Я поражался, как мартини способно обогатить лексикон всего за какие-то пять минут.
– Милли, я хочу успеха. Хочу разбогатеть, быть признанным. Я за этим и приехал в Лондон! Но все эти ненавистные ухабы, которые нужно преодолеть убивают мой запал. Будем надеяться, что все это временно! И уже следующим летом мы будем чествовать мистера Брауна – художника, затмившего всю старую школу живописи!

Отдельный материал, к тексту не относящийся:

use std::collections::BTreeMap;
use std::path::PathBuf;

use crate::archive::error::Result;
use crate::archive::extract::Materializer;
use crate::archive::index::MetadataIndex;
use crate::archive::resolve::{self, DisplayOrder};
use crate::archive::results;
use crate::archive::viewer::{DecisionPrompt, FeedbackSource, Viewer};
use crate::archive::ArticleId;

/// Knobs for one review session.
#[derive(Debug, Clone)]
pub struct SessionConfig {
    /// How many articles to show between continue/stop decisions.
    pub chunk_size: usize,
    /// Skip ids already present in the saved feedback table.
    pub append_mode: bool,
    pub display_order: DisplayOrder,
    /// Feedback table location; an existing file here is the resume signal.
    pub save_location: PathBuf,
}

impl Default for SessionConfig {
    fn default() -> Self {
        Self {
            chunk_size: 15,
            append_mode: true,
            display_order: DisplayOrder::Chronological,
            save_location: PathBuf::from("article_output.csv"),
        }
    }
}

/// Drives a batch-by-batch review over a resolved request list.
///
/// One run: resolve the raw request, unpack PDF content for the whole list
/// up front, then show articles in chunks of `chunk_size`. The accumulated
/// feedback table is persisted after every article, so an interrupted
/// session loses at most the article in progress. Between chunks the
/// operator chooses whether to keep going; the prompt never appears after
/// the final chunk. The scratch area is removed when the run ends, however
/// it ends.
pub struct SessionController<'a> {
    index: &'a MetadataIndex,
    materializer: Materializer,
    config: SessionConfig,
}

impl<'a> SessionController<'a> {
    pub fn new(index: &'a MetadataIndex, materializer: Materializer, config: SessionConfig) -> Self {
        Self {
            index,
            materializer,
            config,
        }
    }

    pub fn run(
        &self,
        raw_tokens: &[String],
        viewer: &mut dyn Viewer,
        feedback: &mut dyn FeedbackSource,
        prompt: &mut dyn DecisionPrompt,
    ) -> Result<BTreeMap<ArticleId, String>> {
        let outcome = self.run_inner(raw_tokens, viewer, feedback, prompt);
        self.materializer.cleanup();
        outcome
    }

    fn run_inner(
        &self,
        raw_tokens: &[String],
        viewer: &mut dyn Viewer,
        feedback: &mut dyn FeedbackSource,
        prompt: &mut dyn DecisionPrompt,
    ) -> Result<BTreeMap<ArticleId, String>> {
        // Prior results are the merge base; in append mode they also mask
        // already-reviewed ids out of the request.
        let mut results = results::load(&self.config.save_location)?;
        let known = self.config.append_mode.then_some(&results);
        let resolution = resolve::resolve(raw_tokens, self.index, known);

        if !resolution.unrecognized.is_empty() {
            println!("The following entries were not recognized as articles:");
            for token in &resolution.unrecognized {
                println!("{token:?}");
            }
        }
        if resolution.resolved.is_empty() {
            println!("No valid article IDs recognized!");
            return Ok(BTreeMap::new());
        }

        let ordered =
            resolve::sort_for_display(&resolution.resolved, self.index, self.config.display_order);

        println!("Unpacking requested pdfs...");
        self.materializer.unpack_pdfs(&ordered, self.index)?;
        println!("Done!");

        let chunk_size = self.config.chunk_size.max(1);
        let total_chunks = ordered.len().div_ceil(chunk_size);

        for (chunk_number, chunk) in ordered.chunks(chunk_size).enumerate() {
            for (n, id) in chunk.iter().enumerate() {
                println!(
                    "Here's article {} of {}, in set {} of {}:",
                    n + 1,
                    chunk.len(),
                    chunk_number + 1,
                    total_chunks
                );
                self.show_one(*id, viewer, feedback, &mut results)?;
            }

            if chunk_number + 1 == total_chunks {
                println!("All requested articles displayed!");
            } else if !prompt.confirm("Would you like to continue?")? {
                break;
            }
        }

        Ok(results)
    }

    fn show_one(
        &self,
        id: ArticleId,
        viewer: &mut dyn Viewer,
        feedback: &mut dyn FeedbackSource,
        results: &mut BTreeMap<ArticleId, String>,
    ) -> Result<()> {
        // The resolver only emits ids present in the index.
        let Some(record) = self.index.get(id) else {
            return Ok(());
        };
        let pdf_path = record
            .pdf
            .as_ref()
            .map(|pdf| self.materializer.scratch_path(&pdf.member));

        viewer.show(record, pdf_path.as_deref())?;
        let value = feedback.feedback(id)?;
        results.insert(id, value);
        results::save(results, &self.config.save_location)
    }
}

#[cfg(test)]
mod tests {
    use super::*;
    use crate::archive::ArticleRecord;
    use std::collections::VecDeque;
    use std::path::Path;

    const SAMPLE: &str = "\
record_id,pub_date,start_page,objecttypes,pdf_zip,pdf_file,txt_zip,txt_file,note
101,2020-01-01,3,news,,,t1.zip,101.txt,
102,2020-01-02,1,news,,,t1.zip,102.txt,
103,2020-01-03,5,news,,,t2.zip,103.txt,
104,2020-01-04,2,news,,,t2.zip,104.txt,
105,2020-01-05,9,news,,,t2.zip,105.txt,
";

    struct RecordingViewer(Vec<ArticleId>);

    impl Viewer for RecordingViewer {
        fn show(&mut self, record: &ArticleRecord, _pdf_path: Option<&Path>) -> Result<()> {
            self.0.push(record.id);
            Ok(())
        }
    }

    struct TaggedFeedback;

    impl FeedbackSource for TaggedFeedback {
        fn feedback(&mut self, id: ArticleId) -> Result<String> {
            Ok(format!("fb-{id}"))
        }
    }

    struct ScriptedPrompt(VecDeque<bool>);

    impl DecisionPrompt for ScriptedPrompt {
        fn confirm(&mut self, _message: &str) -> Result<bool> {
            Ok(self.0.pop_front().unwrap_or(false))
        }
    }

    fn index() -> MetadataIndex {
        MetadataIndex::from_reader(SAMPLE.as_bytes()).unwrap()
    }

    fn tokens(raw: &[&str]) -> Vec<String> {
        raw.iter().map(|t| t.to_string()).collect()
    }

    fn run_session(
        index: &MetadataIndex,
        root: &Path,
        config: SessionConfig,
        raw: &[&str],
        answers: &[bool],
    ) -> (BTreeMap<ArticleId, String>, Vec<ArticleId>, usize) {
        let controller = SessionController::new(index, Materializer::new(root), config);
        let mut viewer = RecordingViewer(Vec::new());
        let mut prompt = ScriptedPrompt(answers.iter().copied().collect());
        let results = controller
            .run(&tokens(raw), &mut viewer, &mut TaggedFeedback, &mut prompt)
            .unwrap();
        let asked = answers.len() - prompt.0.len();
        (results, viewer.0, asked)
    }

    #[test]
    fn declining_the_prompt_stops_before_the_next_batch() {
        let dir = tempfile::tempdir().unwrap();
        let save = dir.path().join("out.csv");
        let config = SessionConfig {
            chunk_size: 2,
            save_location: save.clone(),
            ..Default::default()
        };

        let index = index();
        let (results, shown, asked) =
            run_session(&index, dir.path(), config, &["101", "102", "103"], &[false]);

        assert_eq!(shown, vec![101, 102]);
        assert_eq!(asked, 1);
        assert_eq!(results.len(), 2);

        let persisted = results::load(&save).unwrap();
        assert_eq!(persisted.get(&101).map(String::as_str), Some("fb-101"));
        assert_eq!(persisted.get(&102).map(String::as_str), Some("fb-102"));
        assert!(!persisted.contains_key(&103));
    }

    #[test]
    fn all_batches_run_when_the_operator_keeps_going() {
        let dir = tempfile::tempdir().unwrap();
        let config = SessionConfig {
            chunk_size: 2,
            save_location: dir.path().join("out.csv"),
            ..Default::default()
        };

        let index = index();
        let (results, shown, asked) = run_session(
            &index,
            dir.path(),
            config,
            &["101", "102", "103", "104", "105"],
            &[true, true],
        );

        // ceil(5 / 2) = 3 batches, with the decision prompt between them only.
        assert_eq!(shown, vec![101, 102, 103, 104, 105]);
        assert_eq!(asked, 2);
        assert_eq!(results.len(), 5);
    }

    #[test]
    fn append_mode_skips_already_reviewed_ids_and_keeps_their_labels() {
        let dir = tempfile::tempdir().unwrap();
        let save = dir.path().join("out.csv");
        let mut prior = BTreeMap::new();
        prior.insert(101u64, "done".to_string());
        results::save(&prior, &save).unwrap();

        let config = SessionConfig {
            save_location: save.clone(),
            ..Default::default()
        };
        let index = index();
        let (results, shown, _) = run_session(&index, dir.path(), config, &["101", "102"], &[]);

        assert_eq!(shown, vec![102]);
        assert_eq!(results.get(&101).map(String::as_str), Some("done"));
        assert_eq!(results.get(&102).map(String::as_str), Some("fb-102"));

        let persisted = results::load(&save).unwrap();
        assert_eq!(persisted.len(), 2);
    }

    #[test]
    fn no_append_reprocesses_and_overwrites() {
        let dir = tempfile::tempdir().unwrap();
        let save = dir.path().join("out.csv");
        let mut prior = BTreeMap::new();
        prior.insert(101u64, "stale".to_string());
        results::save(&prior, &save).unwrap();

        let config = SessionConfig {
            append_mode: false,
            save_location: save.clone(),
            ..Default::default()
        };
        let index = index();
        let (_, shown, _) = run_session(&index, dir.path(), config, &["101"], &[]);

        assert_eq!(shown, vec![101]);
        let persisted = results::load(&save).unwrap();
        assert_eq!(persisted.get(&101).map(String::as_str), Some("fb-101"));
    }

    #[test]
    fn empty_resolution_is_a_no_op_run() {
        let dir = tempfile::tempdir().unwrap();
        let save = dir.path().join("out.csv");
        let config = SessionConfig {
            save_location: save.clone(),
            ..Default::default()
        };

        let index = index();
        let (results, shown, asked) =
            run_session(&index, dir.path(), config, &["garbage", ""], &[]);

        assert!(results.is_empty());
        assert!(shown.is_empty());
        assert_eq!(asked, 0);
        assert!(!save.exists());
        assert!(!dir.path().join("temp").exists());
    }

    #[test]
    fn articles_appear_in_chronological_order() {
        let dir = tempfile::tempdir().unwrap();
        let config = SessionConfig {
            save_location: dir.path().join("out.csv"),
            ..Default::default()
        };

        let index = index();
        let (_, shown, _) = run_session(&index, dir.path(), config, &["103", "101", "102"], &[]);
        assert_eq!(shown, vec![101, 102, 103]);
    }
}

Мы подняли бокалы и чокнулись, смакуя момент. Хотя, конечно, меня пугала реальность. Я вынужден был жить у Милли, работать в месте, которое заранее презирал, и наскребать средства на жизнь. Я хотел всего и сразу. Но какая-то часть меня принимала безысходность моего положения – в конце концов, каждому художнику нужно пройти определенный путь, чтобы приблизиться к славе. Да и в принципе – любому человеку, какому бы искусству он ни служил.
Я не стал предаваться апатии, а наоборот обратился к той стороне медали, которая меня стимулировала. Во мне горела страсть, я жаждал жить и творить. И даже если нужно пожертвовать комфортом на некоторое время, я всецело готов.